Excerpted data below:

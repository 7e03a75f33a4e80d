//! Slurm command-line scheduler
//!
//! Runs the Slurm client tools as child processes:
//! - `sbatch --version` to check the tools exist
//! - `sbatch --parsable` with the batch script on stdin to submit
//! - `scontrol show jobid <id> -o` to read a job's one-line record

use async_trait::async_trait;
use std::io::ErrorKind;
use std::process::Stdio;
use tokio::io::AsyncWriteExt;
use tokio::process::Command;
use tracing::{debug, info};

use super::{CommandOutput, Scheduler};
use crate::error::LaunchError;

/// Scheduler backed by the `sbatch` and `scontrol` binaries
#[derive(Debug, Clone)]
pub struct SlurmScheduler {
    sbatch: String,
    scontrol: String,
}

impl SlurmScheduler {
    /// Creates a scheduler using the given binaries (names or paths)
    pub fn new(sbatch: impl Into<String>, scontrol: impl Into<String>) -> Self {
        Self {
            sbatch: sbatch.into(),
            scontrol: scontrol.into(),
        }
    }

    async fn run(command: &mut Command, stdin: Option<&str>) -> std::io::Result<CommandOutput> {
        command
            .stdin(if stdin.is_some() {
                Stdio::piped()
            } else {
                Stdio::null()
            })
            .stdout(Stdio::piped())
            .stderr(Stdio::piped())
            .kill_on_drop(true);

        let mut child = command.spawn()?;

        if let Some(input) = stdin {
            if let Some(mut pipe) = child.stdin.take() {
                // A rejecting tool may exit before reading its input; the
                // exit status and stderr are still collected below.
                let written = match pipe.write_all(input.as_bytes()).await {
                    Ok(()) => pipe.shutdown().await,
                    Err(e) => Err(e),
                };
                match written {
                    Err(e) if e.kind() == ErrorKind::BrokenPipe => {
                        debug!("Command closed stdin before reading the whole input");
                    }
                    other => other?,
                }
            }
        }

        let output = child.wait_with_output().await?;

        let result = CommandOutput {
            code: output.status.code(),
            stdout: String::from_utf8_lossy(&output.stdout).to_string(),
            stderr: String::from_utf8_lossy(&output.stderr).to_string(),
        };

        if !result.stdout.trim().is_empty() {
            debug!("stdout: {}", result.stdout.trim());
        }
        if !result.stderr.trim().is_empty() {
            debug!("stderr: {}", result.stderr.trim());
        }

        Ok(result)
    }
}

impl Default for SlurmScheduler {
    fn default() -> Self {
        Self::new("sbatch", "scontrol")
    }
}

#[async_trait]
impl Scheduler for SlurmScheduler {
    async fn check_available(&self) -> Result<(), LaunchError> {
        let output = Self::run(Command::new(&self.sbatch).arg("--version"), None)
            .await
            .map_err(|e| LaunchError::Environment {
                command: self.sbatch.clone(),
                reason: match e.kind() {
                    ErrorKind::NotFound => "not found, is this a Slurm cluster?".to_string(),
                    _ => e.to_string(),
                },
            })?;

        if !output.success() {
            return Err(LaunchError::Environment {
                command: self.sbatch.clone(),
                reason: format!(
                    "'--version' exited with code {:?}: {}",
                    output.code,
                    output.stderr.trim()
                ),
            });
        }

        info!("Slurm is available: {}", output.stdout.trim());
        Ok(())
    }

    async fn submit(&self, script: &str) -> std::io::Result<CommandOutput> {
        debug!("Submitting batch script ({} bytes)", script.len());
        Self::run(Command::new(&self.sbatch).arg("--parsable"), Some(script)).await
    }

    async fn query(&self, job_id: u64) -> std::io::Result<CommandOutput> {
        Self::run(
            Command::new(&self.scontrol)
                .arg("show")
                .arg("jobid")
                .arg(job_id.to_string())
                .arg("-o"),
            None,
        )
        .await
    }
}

End of Excerpted data.
Excerpted data below:

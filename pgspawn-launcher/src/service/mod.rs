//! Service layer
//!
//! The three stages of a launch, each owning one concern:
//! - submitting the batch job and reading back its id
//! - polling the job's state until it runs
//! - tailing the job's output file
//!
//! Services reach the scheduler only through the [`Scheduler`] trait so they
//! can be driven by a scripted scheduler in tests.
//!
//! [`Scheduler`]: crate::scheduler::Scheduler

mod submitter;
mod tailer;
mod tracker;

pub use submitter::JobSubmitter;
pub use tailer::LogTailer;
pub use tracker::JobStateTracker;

End of Excerpted data.

## Task item
Now copy each line of the entries that mentions "info".

## Solution for this task
use tracing::{debug, info};
        info!("Slurm is available: {}", output.stdout.trim());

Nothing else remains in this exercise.